AK Gençliğin Buluşma Noktası
Tartışıyorum AK Partililerin, AK Parti Gençlerinin Seviyeli tartışma bölümü.



Cevapla
Stil
Seçenekler
 
Alt 09-26-2011, 18:37   #1
Kullanıcı Adı
El Emin
Standart İran dış politikası: Din devleti mi, araçsalcılık mı?
İran'ın dış politikasını değerlendirirken tamamen Şii eksenli bir politika izlediğini söylemek ne kadar yanlışsa İran'ın Şii faktöründen bağımsız bir politika izlediğini belirtmek de o kadar yanlış olacaktır. Dış politika ulusal çıkarlara göre yürütüldüğü için İran'ın dış politikasında Şii faktörünü araçsalcılık yöntemi ile açıklamak gerekir. Etnik ve dini grupların aidiyet duyguları ve grup içi ilişkileri fayda ile doğru orantılı gelişir. Hem İran'ın hem de diğer Şii grupların bunu özellikle 11 Eylül ve 2003 Irak işgali sonrası Siyonizm, ABD ve Batı karşıtlığında görebiliriz. İran'ın "Şii Hilali" iddialarını destekleyen birçok argüman olduğu gibi çelişkilerini ortaya koyan iddialar da mevcuttur.

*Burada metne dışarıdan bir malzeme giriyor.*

use std::time::Duration;

use anyhow::*;

use super::{BufferRole, DeviceBuffer, DeviceTexture, GraphicsDevice};
use crate::data_structures::texture::{TextureData, TextureFormat};

/// wgpu device and queue handles.
///
/// Both handles are reference counted inside wgpu, so cloning is cheap and
/// every buffer keeps the queue it writes through.
#[derive(Clone, Debug)]
pub struct Gpu {
    pub device: wgpu::Device,
    pub queue: wgpu::Queue,
    offset_alignment: u64,
}

impl Gpu {
    pub fn new(device: wgpu::Device, queue: wgpu::Queue) -> Self {
        let offset_alignment = device.limits().min_storage_buffer_offset_alignment as u64;
        Self {
            device,
            queue,
            offset_alignment,
        }
    }

    /// Copy a buffer back to the host.
    ///
    /// Mostly useful for tests and debugging: this waits for the device.
    pub async fn read_back(&self, buffer: &GpuBuffer) -> Result<Vec<u8>> {
        let staging = self.device.create_buffer(&wgpu::BufferDescriptor {
            label: Some("read back staging buffer"),
            size: buffer.size,
            usage: wgpu::BufferUsages::COPY_DST | wgpu::BufferUsages::MAP_READ,
            mapped_at_creation: false,
        });
        let mut encoder = self
            .device
            .create_command_encoder(&wgpu::CommandEncoderDescriptor {
                label: Some("read back encoder"),
            });
        encoder.copy_buffer_to_buffer(&buffer.buffer, 0, &staging, 0, buffer.size);
        self.queue.submit(Some(encoder.finish()));

        let slice = staging.slice(..);
        let (tx, rx) = futures_intrusive::channel::shared::oneshot_channel();
        slice.map_async(wgpu::MapMode::Read, move |result| {
            // The receiver only goes away if the caller dropped the future.
            let _ = tx.send(result);
        });
        self.device.poll(wgpu::PollType::Wait {
            submission_index: None,
            timeout: Some(Duration::from_secs(3)),
        })?;
        rx.receive()
            .await
            .context("read back channel closed")??;
        let data = slice.get_mapped_range().to_vec();
        staging.unmap();
        Ok(data)
    }
}

impl GraphicsDevice for Gpu {
    type Buffer = GpuBuffer;
    type Texture = GpuTexture;

    fn create_buffer(&self, size: u64, role: BufferRole, label: &str) -> GpuBuffer {
        // wgpu copies operate on multiples of four bytes.
        let size = size.max(4).next_multiple_of(wgpu::COPY_BUFFER_ALIGNMENT);
        let buffer = self.device.create_buffer(&wgpu::BufferDescriptor {
            label: Some(label),
            size,
            usage: role.usages(),
            mapped_at_creation: false,
        });
        GpuBuffer {
            buffer,
            queue: self.queue.clone(),
            size,
        }
    }

    fn create_texture(&self, data: &TextureData, label: &str) -> GpuTexture {
        let size = wgpu::Extent3d {
            width: data.width.max(1),
            height: data.height.max(1),
            depth_or_array_layers: 1,
        };
        let format = data.format.to_wgpu();
        let usage = if data.data.is_some() {
            wgpu::TextureUsages::TEXTURE_BINDING | wgpu::TextureUsages::COPY_DST
        } else {
            wgpu::TextureUsages::RENDER_ATTACHMENT
                | wgpu::TextureUsages::TEXTURE_BINDING
                | wgpu::TextureUsages::COPY_SRC
        };
        let texture = self.device.create_texture(&wgpu::TextureDescriptor {
            label: Some(label),
            size,
            mip_level_count: 1,
            sample_count: 1,
            dimension: wgpu::TextureDimension::D2,
            format,
            usage,
            view_formats: &[],
        });

        if let Some(bytes) = data.upload_bytes() {
            self.queue.write_texture(
                wgpu::TexelCopyTextureInfo {
                    aspect: wgpu::TextureAspect::All,
                    texture: &texture,
                    mip_level: 0,
                    origin: wgpu::Origin3d::ZERO,
                },
                &bytes,
                wgpu::TexelCopyBufferLayout {
                    offset: 0,
                    bytes_per_row: Some(data.upload_row_bytes()),
                    rows_per_image: Some(data.height),
                },
                size,
            );
        }

        let view = texture.create_view(&wgpu::TextureViewDescriptor::default());
        GpuTexture {
            texture,
            view,
            width: size.width,
            height: size.height,
            format: data.format,
        }
    }

    fn drain(&self) {
        if let Err(e) = self.device.poll(wgpu::PollType::Wait {
            submission_index: None,
            timeout: None,
        }) {
            log::warn!("Device drain did not complete: {e}");
        }
    }

    fn offset_alignment(&self) -> u64 {
        self.offset_alignment
    }
}

#[derive(Debug)]
pub struct GpuBuffer {
    pub buffer: wgpu::Buffer,
    queue: wgpu::Queue,
    size: u64,
}

impl DeviceBuffer for GpuBuffer {
    fn write(&mut self, data: &[u8], offset: u64) {
        if data.is_empty() {
            return;
        }
        // write_buffer wants 4 byte multiples, pad the tail with zeroes.
        if data.len() as u64 % wgpu::COPY_BUFFER_ALIGNMENT != 0 {
            let mut padded = data.to_vec();
            padded.resize(
                (data.len() as u64).next_multiple_of(wgpu::COPY_BUFFER_ALIGNMENT) as usize,
                0,
            );
            self.queue.write_buffer(&self.buffer, offset, &padded);
        } else {
            self.queue.write_buffer(&self.buffer, offset, data);
        }
    }

    fn size(&self) -> u64 {
        self.size
    }
}

#[derive(Debug)]
pub struct GpuTexture {
    pub texture: wgpu::Texture,
    pub view: wgpu::TextureView,
    width: u32,
    height: u32,
    format: TextureFormat,
}

impl DeviceTexture for GpuTexture {
    fn width(&self) -> u32 {
        self.width
    }

    fn height(&self) -> u32 {
        self.height
    }

    fn format(&self) -> TextureFormat {
        self.format
    }
}
use std::sync::Arc;

use anyhow::{bail, Context as _, Result};
use winit::window::Window;

use crate::{config::RenderConfig, device::Gpu};

/// Device features the renderer cannot run without.
///
/// Bindless materials need texture arrays indexed with non-uniform values,
/// and the batched geometry draw identifies objects through
/// `first_instance`.
pub const REQUIRED_FEATURES: wgpu::Features = wgpu::Features::TEXTURE_BINDING_ARRAY
    .union(wgpu::Features::SAMPLED_TEXTURE_AND_STORAGE_BUFFER_ARRAY_NON_UNIFORM_INDEXING)
    .union(wgpu::Features::PARTIALLY_BOUND_BINDING_ARRAY)
    .union(wgpu::Features::INDIRECT_FIRST_INSTANCE);

/// Output format of headless contexts.
pub const HEADLESS_FORMAT: wgpu::TextureFormat = wgpu::TextureFormat::Rgba8UnormSrgb;

/// Window, surface and device handles.
///
/// A headless context has neither window nor surface; frames are rendered
/// with [`crate::render::Renderer::render_to_view`].
pub struct Context {
    pub window: Option<Arc<Window>>,
    pub surface: Option<wgpu::Surface<'static>>,
    pub gpu: Gpu,
    pub config: wgpu::SurfaceConfiguration,
}

impl Context {
    pub async fn new(window: Arc<Window>, render_config: &RenderConfig) -> Result<Self> {
        let size = window.inner_size();

        log::debug!("wgpu setup");
        let instance = wgpu::Instance::default();
        let surface = instance.create_surface(window.clone())?;
        let adapter = instance
            .request_adapter(&wgpu::RequestAdapterOptions {
                power_preference: render_config.power_preference,
                compatible_surface: Some(&surface),
                force_fallback_adapter: false,
            })
            .await
            .context("No graphics adapter found")?;
        let gpu = request_gpu(&adapter, render_config).await?;

        let surface_caps = surface.get_capabilities(&adapter);
        // The lighting pass writes linear colour, so prefer an sRGB surface.
        let format = surface_caps
            .formats
            .iter()
            .copied()
            .find(|f| f.is_srgb())
            .or_else(|| surface_caps.formats.first().copied())
            .context("Surface is not supported by the adapter")?;
        let present_mode = if surface_caps.present_modes.contains(&render_config.present_mode) {
            render_config.present_mode
        } else {
            wgpu::PresentMode::Fifo
        };
        let config = wgpu::SurfaceConfiguration {
            usage: wgpu::TextureUsages::RENDER_ATTACHMENT,
            format,
            width: size.width.max(1),
            height: size.height.max(1),
            present_mode,
            alpha_mode: surface_caps.alpha_modes[0],
            view_formats: vec![],
            desired_maximum_frame_latency: render_config.surface_latency(),
        };
        surface.configure(&gpu.device, &config);
        log::debug!(
            "Surface {}x{} {:?} {:?}",
            config.width,
            config.height,
            config.format,
            config.present_mode
        );

        Ok(Self {
            window: Some(window),
            surface: Some(surface),
            gpu,
            config,
        })
    }

    /// A context without a window, for tests and off-screen tooling.
    pub async fn headless(width: u32, height: u32, render_config: &RenderConfig) -> Result<Self> {
        let instance = wgpu::Instance::default();
        let adapter = instance
            .request_adapter(&wgpu::RequestAdapterOptions {
                power_preference: render_config.power_preference,
                compatible_surface: None,
                force_fallback_adapter: false,
            })
            .await
            .context("No graphics adapter found")?;
        let gpu = request_gpu(&adapter, render_config).await?;
        let config = wgpu::SurfaceConfiguration {
            usage: wgpu::TextureUsages::RENDER_ATTACHMENT,
            format: HEADLESS_FORMAT,
            width: width.max(1),
            height: height.max(1),
            present_mode: wgpu::PresentMode::Fifo,
            alpha_mode: wgpu::CompositeAlphaMode::Opaque,
            view_formats: vec![],
            desired_maximum_frame_latency: render_config.surface_latency(),
        };
        Ok(Self {
            window: None,
            surface: None,
            gpu,
            config,
        })
    }

    pub fn resize(&mut self, width: u32, height: u32) {
        if width == 0 || height == 0 {
            return;
        }
        self.config.width = width;
        self.config.height = height;
        if let Some(surface) = &self.surface {
            surface.configure(&self.gpu.device, &self.config);
        }
    }

    pub fn request_redraw(&self) {
        if let Some(window) = &self.window {
            window.request_redraw();
        }
    }
}

async fn request_gpu(adapter: &wgpu::Adapter, render_config: &RenderConfig) -> Result<Gpu> {
    let info = adapter.get_info();
    log::info!("Adapter {} ({:?})", info.name, info.backend);

    let missing = REQUIRED_FEATURES - adapter.features();
    if !missing.is_empty() {
        bail!("Adapter {} lacks required features {:?}", info.name, missing);
    }
    let limits = adapter.limits();
    if limits.max_binding_array_elements_per_shader_stage < render_config.max_textures {
        bail!(
            "Adapter {} supports {} bindless textures per stage, {} requested",
            info.name,
            limits.max_binding_array_elements_per_shader_stage,
            render_config.max_textures
        );
    }

    let (device, queue) = adapter
        .request_device(&wgpu::DeviceDescriptor {
            label: Some("defer-ngin device"),
            required_features: REQUIRED_FEATURES,
            required_limits: wgpu::Limits {
                max_binding_array_elements_per_shader_stage: render_config.max_textures,
                ..wgpu::Limits::default()
            },
            memory_hints: wgpu::MemoryHints::Performance,
            ..Default::default()
        })
        .await?;
    Ok(Gpu::new(device, queue))
}
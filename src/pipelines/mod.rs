//! Render pipelines of the deferred frame.
//!
//! - `geometry` rasterises every entity into the G-buffer
//! - `lighting` shades the G-buffer into the lighting target
//! - `present` blits the lighting result to the output view
//!
//! All three share [`mk_render_pipeline`] and the bindless texture layout
//! from [`mk_texture_layout`].

use std::num::NonZeroU32;

pub mod geometry;
pub mod lighting;
pub mod present;

pub fn mk_render_pipeline(
    device: &wgpu::Device,
    label: &str,
    layout: &wgpu::PipelineLayout,
    color_formats: &[wgpu::TextureFormat],
    blend: Option<wgpu::BlendState>,
    depth_stencil: Option<wgpu::DepthStencilState>,
    vertex_layouts: &[wgpu::VertexBufferLayout],
    cull_mode: Option<wgpu::Face>,
    shader: wgpu::ShaderModuleDescriptor,
) -> wgpu::RenderPipeline {
    let shader = device.create_shader_module(shader);
    let targets: Vec<_> = color_formats
        .iter()
        .map(|&format| {
            Some(wgpu::ColorTargetState {
                format,
                blend,
                write_mask: wgpu::ColorWrites::ALL,
            })
        })
        .collect();

    device.create_render_pipeline(&wgpu::RenderPipelineDescriptor {
        cache: None,
        label: Some(label),
        layout: Some(layout),
        vertex: wgpu::VertexState {
            module: &shader,
            entry_point: Some("vs_main"),
            buffers: vertex_layouts,
            compilation_options: Default::default(),
        },
        fragment: Some(wgpu::FragmentState {
            module: &shader,
            entry_point: Some("fs_main"),
            targets: &targets,
            compilation_options: Default::default(),
        }),
        primitive: wgpu::PrimitiveState {
            topology: wgpu::PrimitiveTopology::TriangleList,
            strip_index_format: None,
            front_face: wgpu::FrontFace::Ccw,
            cull_mode,
            polygon_mode: wgpu::PolygonMode::Fill,
            unclipped_depth: false,
            conservative: false,
        },
        depth_stencil,
        multisample: wgpu::MultisampleState {
            count: 1,
            mask: !0,
            alpha_to_coverage_enabled: false,
        },
        multiview_mask: None,
    })
}

pub fn depth_state(
    format: wgpu::TextureFormat,
    write: bool,
    compare: wgpu::CompareFunction,
) -> wgpu::DepthStencilState {
    wgpu::DepthStencilState {
        format,
        depth_write_enabled: write,
        depth_compare: compare,
        stencil: wgpu::StencilState::default(),
        bias: wgpu::DepthBiasState::default(),
    }
}

/// Read-only storage buffer entry.
pub fn storage_entry(binding: u32, visibility: wgpu::ShaderStages) -> wgpu::BindGroupLayoutEntry {
    wgpu::BindGroupLayoutEntry {
        binding,
        visibility,
        ty: wgpu::BindingType::Buffer {
            ty: wgpu::BufferBindingType::Storage { read_only: true },
            has_dynamic_offset: false,
            min_binding_size: None,
        },
        count: None,
    }
}

/// The bindless texture array plus a nearest sampler.
///
/// Textures are declared unfilterable so every colour format the G-buffer
/// uses (including 32 bit float) can live in the same array.
pub fn mk_texture_layout(device: &wgpu::Device, max_textures: u32) -> wgpu::BindGroupLayout {
    device.create_bind_group_layout(&wgpu::BindGroupLayoutDescriptor {
        label: Some("bindless_texture_layout"),
        entries: &[
            wgpu::BindGroupLayoutEntry {
                binding: 0,
                visibility: wgpu::ShaderStages::FRAGMENT,
                ty: wgpu::BindingType::Texture {
                    multisampled: false,
                    view_dimension: wgpu::TextureViewDimension::D2,
                    sample_type: wgpu::TextureSampleType::Float { filterable: false },
                },
                count: NonZeroU32::new(max_textures),
            },
            wgpu::BindGroupLayoutEntry {
                binding: 1,
                visibility: wgpu::ShaderStages::FRAGMENT,
                ty: wgpu::BindingType::Sampler(wgpu::SamplerBindingType::NonFiltering),
                count: None,
            },
        ],
    })
}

1979 İran İslam Devrimi'nin ardından Ayetullah Humeyni ve devrimci hükümetler dış politikalarında Şiilere öncelik vererek İran'ı Şiilerin lideri ilan etmiş ve ilk Şii uyanışını gerçekleştirmişlerdir. İran-Irak Savaşı'nın sona ermesiyle İran'ın içeride yeniden yapılanma politikasına öncelik vermesi, devrimci dış politika vizyonunu 1990'lar itibarıyla yitirmeye başlamasına ve milli çıkarlarını ön plana alan statükocu bir güç haline gelmesine sebep olmuştur. 2003 Irak işgali sonrasında ise İran'ın dış politikadaki radikal söylemi artık Batı ile yakın ilişkileri olan Körfez ülkelerindeki monarşilerden İsrail ve ABD'ye yönelmiştir. Böylelikle İran, İsrail ve ABD karşıtlığı üzerinden bölgesel politikalarında mezhep engelini aşarak daha geniş kesimlere ulaşmayı planlamıştır.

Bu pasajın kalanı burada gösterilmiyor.